0sim: Preparing System Software for a World with Terabyte-scale Memories

Session: Huge memories and distributed databases--Now I remember!

Authors: Mark Mansi (University of Wisconsin - Madison); Michael Swift (University of Wisconsin - Madison)

Recent advances in memory technologies mean that commodity machines may soon have terabytes of memory; however, such machines remain expensive and uncommon today. Hence, few programmers and researchers can debug and prototype fixes for scalability problems or explore new system behavior caused by terabyte-scale memories. To enable rapid, early prototyping and exploration of system software for such machines, we built and open-sourced the 0sim simulator. 0sim uses virtualization to simulate the execution of huge workloads on modest machines.
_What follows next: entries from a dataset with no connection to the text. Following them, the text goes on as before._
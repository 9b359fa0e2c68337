use std::io::{self, Write};
use std::process::ExitCode;

use chrono::Utc;
use clap::Parser;
use mswyw_cli::error::{EXIT_BELOW_THRESHOLD, EXIT_SUCCESS};
use mswyw_cli::logging::init_tracing;
use mswyw_cli::{RunReport, RunSettings, Runner};

fn main() -> ExitCode {
    let settings = RunSettings::parse();
    init_tracing(settings.verbose);

    let runtime = match tokio::runtime::Builder::new_current_thread()
        .enable_all()
        .build()
    {
        Ok(runtime) => runtime,
        Err(e) => {
            report_problem(&format!("cannot start runtime: {e}"));
            return ExitCode::FAILURE;
        }
    };

    let outcome = runtime.block_on(async {
        let runner = Runner::from_settings(&settings)?;
        runner.run(&settings, Utc::now()).await
    });

    match outcome {
        Ok(report) => finish(&report, settings.verbose),
        Err(err) => {
            report_problem(&err.to_string());
            ExitCode::from(err.exit_code())
        }
    }
}

fn finish(report: &RunReport, verbose: bool) -> ExitCode {
    if let Err(e) = report.emit(&mut io::stdout().lock(), verbose) {
        report_problem(&format!("cannot write report: {e}"));
        return ExitCode::FAILURE;
    }
    if report.failed_performance {
        ExitCode::from(EXIT_BELOW_THRESHOLD)
    } else {
        ExitCode::from(EXIT_SUCCESS)
    }
}

fn report_problem(message: &str) {
    let _ = writeln!(io::stderr().lock(), "problem: {message}");
}
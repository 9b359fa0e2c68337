pub mod elastic;
pub mod env;
pub mod formula;
pub mod new_relic;
pub mod static_records;

pub use elastic::ElasticMetricsProvider;
pub use env::{EnvOverrideProvider, EnvParamsProvider};
pub use formula::LinearFormula;
pub use new_relic::NewRelicMetricsProvider;
pub use static_records::StaticMetricsProvider;
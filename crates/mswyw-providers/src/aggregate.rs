use mswyw_core::{MetricRecord, ScoringWindow};
use tracing::{info, warn};

use crate::error::ProviderError;
use crate::traits::RuntimeMetricsProvider;
use crate::types::ProviderArgs;

/// Invokes `provider` once for `window` and checks what came back.
///
/// Non-finite metric values are rejected as an invalid response. Records
/// lacking a metric are kept; the formula substitutes a default for them.
pub async fn collect_metrics(
    provider: &dyn RuntimeMetricsProvider,
    args: &ProviderArgs,
    window: &ScoringWindow,
) -> Result<Vec<MetricRecord>, ProviderError> {
    info!(
        provider = provider.name(),
        start = %window.start(),
        end = %window.end(),
        "fetching runtime metrics"
    );
    let records = provider.compute_metrics(args, window).await?;

    for (idx, record) in records.iter().enumerate() {
        if let Some((metric, value)) = record.metrics().find(|(_, v)| !v.is_finite()) {
            return Err(ProviderError::InvalidResponse(format!(
                "{} returned {metric}={value} for instance #{idx}",
                provider.name()
            )));
        }
        let missing = record.missing_metrics();
        if !missing.is_empty() {
            let missing = missing
                .iter()
                .map(ToString::to_string)
                .collect::<Vec<_>>()
                .join(",");
            warn!(
                provider = provider.name(),
                instance = idx,
                missing = %missing,
                "instance is missing metrics"
            );
        }
    }

    info!(
        provider = provider.name(),
        instances = records.len(),
        "runtime metrics collected"
    );
    Ok(records)
}
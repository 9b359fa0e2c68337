use std::net::TcpListener;
use std::process::{Command, Output};

use serde_json::Value;

const RECORDS: &str =
    r#"[{"mem":100,"cpu":10,"epm":1,"apdex":0.9,"rpm":50,"endpoints":5,"_appname":"orders","_id":"i-1"}]"#;
const COEFFICIENTS: &str =
    r#"{"mem":1,"cpu":1000,"epm":100,"apdex":1000,"rpm":1000,"endpoints":100,"total":1000}"#;

fn mswyw(args: &[&str]) -> Output {
    let mut cmd = Command::new(env!("CARGO_BIN_EXE_mswyw"));
    for (key, _) in std::env::vars_os() {
        if key.to_string_lossy().starts_with("MSWYW_") {
            cmd.env_remove(key);
        }
    }
    cmd.args(args).output().expect("run mswyw")
}

fn stdout_json(output: &Output) -> Value {
    let text = String::from_utf8(output.stdout.clone()).expect("utf8 stdout");
    serde_json::from_str(&text).expect("parse report json")
}

#[test]
fn scores_static_records_and_prints_json() {
    let runtime = format!("--runtimeProvider={RECORDS}");
    let coefficients = format!("--coefficients={COEFFICIENTS}");
    let output = mswyw(&[&runtime, &coefficients, "--interval=15"]);
    assert_eq!(output.status.code(), Some(0));

    let report = stdout_json(&output);
    let score = report["mswyw-score"].as_f64().expect("score");
    assert!((score - 5039.215_686).abs() < 1e-3);
    assert_eq!(report["failed-performance"], false);
    assert_eq!(report["runtime-data"][0]["_id"], "i-1");
    assert_eq!(report["arguments"]["interval"], "15");
    assert!(report["arguments"].get("providerParams").is_none());
    assert!(report["start-time"].as_str().expect("start").ends_with('Z'));
}

#[test]
fn below_threshold_exits_with_its_own_code() {
    let runtime = format!("--runtimeProvider={RECORDS}");
    let coefficients = format!("--coefficients={COEFFICIENTS}");
    let output = mswyw(&[&runtime, &coefficients, "--minResult=10000"]);
    assert_eq!(output.status.code(), Some(10));
    let report = stdout_json(&output);
    assert_eq!(report["failed-performance"], true);
}

#[test]
fn missing_coefficient_is_configuration_failure() {
    let runtime = format!("--runtimeProvider={RECORDS}");
    let output = mswyw(&[
        &runtime,
        r#"--coefficients={"mem":1,"cpu":1,"apdex":1,"rpm":1,"endpoints":1,"total":1}"#,
    ]);
    assert_eq!(output.status.code(), Some(2));
    assert!(output.stdout.is_empty());
    let stderr = String::from_utf8_lossy(&output.stderr);
    assert!(stderr.contains("problem: configuration error: missing coefficient epm"));
}

#[test]
fn unknown_provider_is_resolution_failure() {
    let output = mswyw(&["--runtimeProvider=datadog"]);
    assert_eq!(output.status.code(), Some(3));
    let stderr = String::from_utf8_lossy(&output.stderr);
    assert!(stderr.contains("cannot resolve `datadog`"));
}

#[test]
fn verbose_prints_human_report() {
    let runtime = format!("--runtimeProvider={RECORDS}");
    let coefficients = format!("--coefficients={COEFFICIENTS}");
    let output = mswyw(&[&runtime, &coefficients, "--verbose"]);
    assert_eq!(output.status.code(), Some(0));
    let stdout = String::from_utf8_lossy(&output.stdout);
    assert!(stdout.contains("Sampling Start time:"));
    assert!(stdout.contains("mswyw score: 5039.2"));
}

#[test]
fn unreachable_metrics_source_is_execution_failure() {
    let listener = TcpListener::bind("127.0.0.1:0").expect("bind");
    let addr = listener.local_addr().expect("addr");
    drop(listener);

    let params = format!(r#"--providerParams={{"elastic.URL":"http://{addr}","elastic.APPS":"orders"}}"#);
    let output = mswyw(&["--runtimeProvider=elastic", &params, "--timeoutSecs=1"]);
    assert_eq!(output.status.code(), Some(4));
    assert!(output.stdout.is_empty());
    let stderr = String::from_utf8_lossy(&output.stderr);
    assert!(stderr.contains("problem: provider `elastic` failed: http error"));
}

#[test]
fn zero_timeout_is_refused_by_the_parser() {
    let output = mswyw(&["--timeoutSecs=0"]);
    assert_eq!(output.status.code(), Some(2));
}
use std::io::{self, Write};

use chrono::{DateTime, SecondsFormat, Utc};
use mswyw_core::{MetricRecord, ScoringWindow};
use mswyw_providers::ProviderArgs;
use serde::Serialize;

use crate::runner::RunStage;

const RULE: &str = "--------------------------------------------------";

/// Outcome of a successful run, emitted on stdout.
#[derive(Debug, Clone, Serialize)]
#[serde(rename_all = "kebab-case")]
pub struct RunReport {
    pub arguments: ProviderArgs,
    #[serde(flatten)]
    pub window: ScoringWindow,
    pub runtime_data: Vec<MetricRecord>,
    pub mswyw_score: f64,
    pub min_result: f64,
    pub failed_performance: bool,
    #[serde(skip)]
    pub started_at: DateTime<Utc>,
    #[serde(skip)]
    pub finished_at: DateTime<Utc>,
}

impl RunReport {
    pub fn to_json(&self) -> serde_json::Result<String> {
        serde_json::to_string_pretty(self)
    }

    pub fn write_json<W: Write>(&self, out: &mut W) -> io::Result<()> {
        let json = self.to_json().map_err(io::Error::other)?;
        writeln!(out, "{json}")
    }

    /// Writes the report in the requested format and flushes `out`. The run
    /// only counts as reported once this succeeds.
    pub fn emit<W: Write>(&self, out: &mut W, verbose: bool) -> io::Result<()> {
        if verbose {
            self.write_verbose(out)?;
        } else {
            self.write_json(out)?;
        }
        out.flush()?;
        RunStage::Reported.reached();
        Ok(())
    }

    /// Human-readable report printed under `--verbose`.
    pub fn write_verbose<W: Write>(&self, out: &mut W) -> io::Result<()> {
        let arguments = serde_json::to_string(&self.arguments).map_err(io::Error::other)?;
        writeln!(out, "====== mswyw ==========")?;
        writeln!(out, "{arguments}")?;
        writeln!(out, "{RULE}")?;
        writeln!(out, "Sampling Start time: {}", rfc3339(self.window.start()))?;
        writeln!(out, "Sampling End time:   {}", rfc3339(self.window.end()))?;
        writeln!(out, "Instances:")?;
        for record in &self.runtime_data {
            let line = serde_json::to_string(record).map_err(io::Error::other)?;
            writeln!(out, "  {line}")?;
        }
        writeln!(out, "{RULE}")?;
        writeln!(out, "Started : {}", rfc3339(self.started_at))?;
        writeln!(out, "Finished: {}", rfc3339(self.finished_at))?;
        let elapsed = self.finished_at - self.started_at;
        writeln!(out, "Total: {} ms", elapsed.num_milliseconds())?;
        writeln!(out, "mswyw score: {}", self.mswyw_score)?;
        if self.failed_performance {
            writeln!(out, "below minimum result {}", self.min_result)?;
        }
        writeln!(out, "{RULE}")
    }
}

fn rfc3339(at: DateTime<Utc>) -> String {
    at.to_rfc3339_opts(SecondsFormat::Millis, true)
}
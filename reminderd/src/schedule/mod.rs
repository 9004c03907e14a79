pub mod calculator;
pub mod frequency;

use chrono::{DateTime, Utc};
use thiserror::Error;

pub use calculator::{Calendar, ScheduleCalculator};
pub use frequency::RecurrenceInterval;

/// Input and semantic validation failures. Never retried: the user has to
/// correct the input.
#[derive(Debug, Clone, PartialEq, Eq, Error)]
pub enum ScheduleError {
    #[error("malformed frequency {0:?}, expected D:H:M")]
    MalformedFrequency(String),

    #[error("malformed start date {0:?}, expected D/M/Y")]
    MalformedDate(String),

    #[error("malformed start time {0:?}, expected HH:MM")]
    MalformedTime(String),

    #[error("cannot schedule a reminder in the past ({scheduled} is not after {now})")]
    ScheduleInThePast {
        scheduled: DateTime<Utc>,
        now: DateTime<Utc>,
    },
}

/// Splits `input` on `sep` into exactly `N` unsigned integers.
/// Tokens must be non-empty runs of ASCII digits.
pub(crate) fn split_numbers<const N: usize>(input: &str, sep: char) -> Option<[u32; N]> {
    let mut out = [0u32; N];
    let mut tokens = input.split(sep);

    for slot in out.iter_mut() {
        let token = tokens.next()?;
        if token.is_empty() || !token.bytes().all(|b| b.is_ascii_digit()) {
            return None;
        }
        *slot = token.parse().ok()?;
    }

    if tokens.next().is_some() {
        return None;
    }

    Some(out)
}
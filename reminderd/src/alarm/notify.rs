use std::collections::BTreeMap;
use std::sync::{Mutex, MutexGuard, PoisonError};
use chrono::{DateTime, Utc};
use serde::Serialize;
use shared::types::{FireEvent, MedicationId};

/// Notification surface. Delivering twice for the same medication replaces
/// the earlier alert instead of stacking a second one.
pub trait Notifier: Send + Sync {
    fn deliver(&self, event: &FireEvent);

    /// Human-readable name for this channel
    fn channel_name(&self) -> &str;
}

/// A rendered, user-visible reminder.
#[derive(Debug, Clone, PartialEq, Eq, Serialize)]
#[serde(rename_all = "camelCase")]
pub struct Notification {
    pub medication_id: MedicationId,
    pub title: String,
    pub body: String,
    pub scheduled_at: DateTime<Utc>,
    pub delivered_at: DateTime<Utc>,
}

impl Notification {
    pub fn render(event: &FireEvent, delivered_at: DateTime<Utc>) -> Self {
        Self {
            medication_id: event.medication_id,
            title: format!("{} Reminder", event.name),
            body: format!(
                "Time to take your medication: {}, Dosage: {}",
                event.name, event.dosage
            ),
            scheduled_at: event.scheduled_at,
            delivered_at,
        }
    }
}

/// Active reminders keyed by medication id, served to the UI until dismissed.
#[derive(Default)]
pub struct NotificationBoard {
    active: Mutex<BTreeMap<MedicationId, Notification>>,
}

impl NotificationBoard {
    pub fn new() -> Self {
        Self::default()
    }

    pub fn active(&self) -> Vec<Notification> {
        self.lock().values().cloned().collect()
    }

    pub fn get(&self, medication_id: MedicationId) -> Option<Notification> {
        self.lock().get(&medication_id).cloned()
    }

    /// Returns false if there was nothing to dismiss
    pub fn dismiss(&self, medication_id: MedicationId) -> bool {
        self.lock().remove(&medication_id).is_some()
    }

    fn lock(&self) -> MutexGuard<'_, BTreeMap<MedicationId, Notification>> {
        self.active.lock().unwrap_or_else(PoisonError::into_inner)
    }
}

impl Notifier for NotificationBoard {
    fn deliver(&self, event: &FireEvent) {
        let notification = Notification::render(event, Utc::now());
        tracing::info!("{}: {}", notification.title, notification.body);

        if self.lock().insert(event.medication_id, notification).is_some() {
            tracing::debug!("Replaced pending reminder for medication {}", event.medication_id);
        }
    }

    fn channel_name(&self) -> &str {
        "board"
    }
}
Our key observation is that many workloads follow the same control flow regardless of their input. We call such workloads data-oblivious. 0sim harnesses data-obliviousness to make huge simulations feasible and fast via memory compression. 0sim is accurate enough for many tasks and can simulate a guest system 20-30x larger than the host with 8x-100x slowdown for the workloads we observed, with more compressible workloads running faster. For example, we simulate a 1TB machine on a 31GB machine, and a 4TB machine on a 160GB machine. We give case studies to demonstrate the utility of 0sim. For example, we find that for mixed workloads, the Linux kernel can create irreparable fragmentation despite dozens of GBs of free memory, and we use 0sim to debug unexpected failures of memcached with huge memories.